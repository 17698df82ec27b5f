use chrono::{DateTime, Utc};
use serde::{Deserialize, Deserializer, Serialize};
use std::collections::BTreeMap;

/// One bookmarked target.
#[derive(Debug, Clone, PartialEq, Eq, Serialize, Deserialize)]
pub struct Link {
    pub id: String,
    pub url: String,
    #[serde(default)]
    pub title: String,
    #[serde(default)]
    pub comment: String,
    #[serde(default, deserialize_with = "null_as_default")]
    pub tags: Vec<String>,
    #[serde(default, deserialize_with = "null_as_default")]
    pub labels: BTreeMap<String, String>,
    #[serde(default)]
    pub open_count: u64,
    /// `None` means the link was never opened.
    #[serde(
        default,
        with = "opened_at",
        skip_serializing_if = "Option::is_none"
    )]
    pub last_opened: Option<DateTime<Utc>>,
}

impl Link {
    pub fn new(id: impl Into<String>, url: impl Into<String>) -> Self {
        Self {
            id: id.into(),
            url: url.into(),
            title: String::new(),
            comment: String::new(),
            tags: Vec::new(),
            labels: BTreeMap::new(),
            open_count: 0,
            last_opened: None,
        }
    }

    pub fn record_open(&mut self, at: DateTime<Utc>) {
        self.open_count = self.open_count.saturating_add(1);
        self.last_opened = Some(at);
    }
}

/// The entire persisted universe of links, in insertion order.
#[derive(Debug, Clone, Default, PartialEq, Eq, Serialize, Deserialize)]
pub struct Store {
    #[serde(default, deserialize_with = "null_as_default")]
    pub links: Vec<Link>,
}

impl Store {
    pub fn new(links: Vec<Link>) -> Self {
        Self { links }
    }

    pub fn links(&self) -> &[Link] {
        &self.links
    }

    pub fn len(&self) -> usize {
        self.links.len()
    }

    pub fn is_empty(&self) -> bool {
        self.links.is_empty()
    }

    pub fn append(&mut self, link: Link) {
        self.links.push(link);
    }

    pub fn contains_id(&self, id: &str) -> bool {
        self.links.iter().any(|l| l.id == id)
    }

    pub fn find_mut(&mut self, id: &str) -> Option<&mut Link> {
        self.links.iter_mut().find(|l| l.id == id)
    }

    /// Bumps usage stats of the link with `id` and returns it, if present.
    pub fn record_open(&mut self, id: &str, at: DateTime<Utc>) -> Option<&Link> {
        let link = self.find_mut(id)?;
        link.record_open(at);
        Some(&*link)
    }
}

fn null_as_default<'de, D, T>(deserializer: D) -> Result<T, D::Error>
where
    D: Deserializer<'de>,
    T: Default + Deserialize<'de>,
{
    Ok(Option::<T>::deserialize(deserializer)?.unwrap_or_default())
}

/// RFC 3339 timestamps. Absent, `null`, empty, and the year-1 zero time
/// written by older tooling all read as "never opened".
mod opened_at {
    use super::*;
    use chrono::{Datelike, SecondsFormat};
    use serde::de::Error;
    use serde::Serializer;

    pub fn serialize<S>(value: &Option<DateTime<Utc>>, serializer: S) -> Result<S::Ok, S::Error>
    where
        S: Serializer,
    {
        match value {
            Some(ts) => serializer.serialize_str(&ts.to_rfc3339_opts(SecondsFormat::AutoSi, true)),
            None => serializer.serialize_none(),
        }
    }

    pub fn deserialize<'de, D>(deserializer: D) -> Result<Option<DateTime<Utc>>, D::Error>
    where
        D: Deserializer<'de>,
    {
        let raw = match Option::<String>::deserialize(deserializer)? {
            Some(s) if !s.trim().is_empty() => s,
            _ => return Ok(None),
        };
        let ts = DateTime::parse_from_rfc3339(raw.trim())
            .map_err(D::Error::custom)?
            .with_timezone(&Utc);
        if ts.year() <= 1 {
            return Ok(None);
        }
        Ok(Some(ts))
    }
}

#[cfg(test)]
mod tests {
    use super::*;
    use chrono::TimeZone;

    #[test]
    fn reads_documents_with_null_collections_and_zero_time() {
        let raw = r#"{
            "links": [{
                "id": "1700000000000000000",
                "url": "https://go.dev/blog",
                "title": "Go Blog",
                "comment": "",
                "tags": null,
                "labels": null,
                "open_count": 3,
                "last_opened": "0001-01-01T00:00:00Z"
            }]
        }"#;
        let store: Store = serde_json::from_str(raw).unwrap();
        let link = &store.links()[0];
        assert!(link.tags.is_empty());
        assert!(link.labels.is_empty());
        assert_eq!(link.open_count, 3);
        assert_eq!(link.last_opened, None);
    }

    #[test]
    fn offsets_normalize_to_utc() {
        let raw = r#"{"id":"1","url":"u","last_opened":"2025-03-01T10:00:00+02:00"}"#;
        let link: Link = serde_json::from_str(raw).unwrap();
        assert_eq!(
            link.last_opened,
            Some(Utc.with_ymd_and_hms(2025, 3, 1, 8, 0, 0).unwrap())
        );
    }

    #[test]
    fn never_opened_is_omitted_on_write() {
        let json = serde_json::to_string(&Link::new("1", "https://example.com")).unwrap();
        assert!(!json.contains("last_opened"));
        assert!(json.contains(r#""labels":{}"#));
        assert!(json.contains(r#""tags":[]"#));
    }

    #[test]
    fn record_open_updates_only_the_matching_link() {
        let at = Utc.with_ymd_and_hms(2025, 1, 2, 3, 4, 5).unwrap();
        let mut store = Store::new(vec![Link::new("a", "u1"), Link::new("b", "u2")]);
        let updated = store.record_open("b", at).unwrap();
        assert_eq!(updated.id, "b");
        assert_eq!(updated.open_count, 1);
        assert!(store.record_open("missing", at).is_none());
        assert_eq!(store.links()[0].open_count, 0);
        assert_eq!(store.links()[1].open_count, 1);
        assert_eq!(store.links()[1].last_opened, Some(at));
    }
}
//! Per-link relevance score.
//!
//! A score is the sum of independent signals: for every term, exact tag and
//! label hits plus title/comment substring hits, then a popularity term from
//! the open count and a recency term that decays with days since last open.

use crate::config::Weights;
use chrono::{DateTime, Utc};
use storage::Link;

const MILLIS_PER_DAY: f64 = 24.0 * 60.0 * 60.0 * 1000.0;

/// Scores one link against raw (not yet lowercased) terms.
pub fn score_link(link: &Link, terms: &[String], weights: &Weights, now: DateTime<Utc>) -> f64 {
    let lowered: Vec<String> = terms.iter().map(|t| t.to_lowercase()).collect();
    score_lowered(link, &lowered, weights, now)
}

/// Same as [`score_link`] but `terms` must already be lowercase.
pub(crate) fn score_lowered(
    link: &Link,
    terms: &[String],
    weights: &Weights,
    now: DateTime<Utc>,
) -> f64 {
    let title = link.title.to_lowercase();
    let comment = link.comment.to_lowercase();
    let mut score = 0.0;

    for t in terms {
        if link.tags.iter().any(|tag| tag.to_lowercase() == *t) {
            score += weights.tag;
        }

        // Label text is compared as stored. Each satisfying pair counts.
        for (key, value) in &link.labels {
            if t == key || t == value || is_key_value(t, key, value) {
                score += weights.label;
            }
        }

        if title.contains(t.as_str()) {
            score += weights.title;
        }
        if comment.contains(t.as_str()) {
            score += weights.comment;
        }
    }

    score += link.open_count as f64 * weights.popularity;
    score += recency_boost(link.last_opened, weights.recency, now);
    score
}

/// `weight / (days + 1)`, or 0 for a link never opened. Days are fractional
/// and go negative when `last_opened` lies in the future.
pub fn recency_boost(last_opened: Option<DateTime<Utc>>, weight: f64, now: DateTime<Utc>) -> f64 {
    match last_opened {
        Some(at) => {
            let days = (now - at).num_milliseconds() as f64 / MILLIS_PER_DAY;
            weight / (days + 1.0)
        }
        None => 0.0,
    }
}

fn is_key_value(term: &str, key: &str, value: &str) -> bool {
    term.strip_prefix(key)
        .and_then(|rest| rest.strip_prefix('='))
        .map(|rest| rest == value)
        .unwrap_or(false)
}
____________
Every line above from the line with "weights: &Weights, now: DateTime<Utc>)" to the line with "let days = (now", both included, must be reproduced exactly, and no other line may appear.

pub fn score_link(link: &Link, terms: &[String], weights: &Weights, now: DateTime<Utc>) -> f64 {
    let lowered: Vec<String> = terms.iter().map(|t| t.to_lowercase()).collect();
    score_lowered(link, &lowered, weights, now)
}

/// Same as [`score_link`] but `terms` must already be lowercase.
pub(crate) fn score_lowered(
    link: &Link,
    terms: &[String],
    weights: &Weights,
    now: DateTime<Utc>,
) -> f64 {
    let title = link.title.to_lowercase();
    let comment = link.comment.to_lowercase();
    let mut score = 0.0;

    for t in terms {
        if link.tags.iter().any(|tag| tag.to_lowercase() == *t) {
            score += weights.tag;
        }

        // Label text is compared as stored. Each satisfying pair counts.
        for (key, value) in &link.labels {
            if t == key || t == value || is_key_value(t, key, value) {
                score += weights.label;
            }
        }

        if title.contains(t.as_str()) {
            score += weights.title;
        }
        if comment.contains(t.as_str()) {
            score += weights.comment;
        }
    }

    score += link.open_count as f64 * weights.popularity;
    score += recency_boost(link.last_opened, weights.recency, now);
    score
}

/// `weight / (days + 1)`, or 0 for a link never opened. Days are fractional
/// and go negative when `last_opened` lies in the future.
pub fn recency_boost(last_opened: Option<DateTime<Utc>>, weight: f64, now: DateTime<Utc>) -> f64 {
    match last_opened {
        Some(at) => {
            let days = (now - at).num_milliseconds() as f64 / MILLIS_PER_DAY;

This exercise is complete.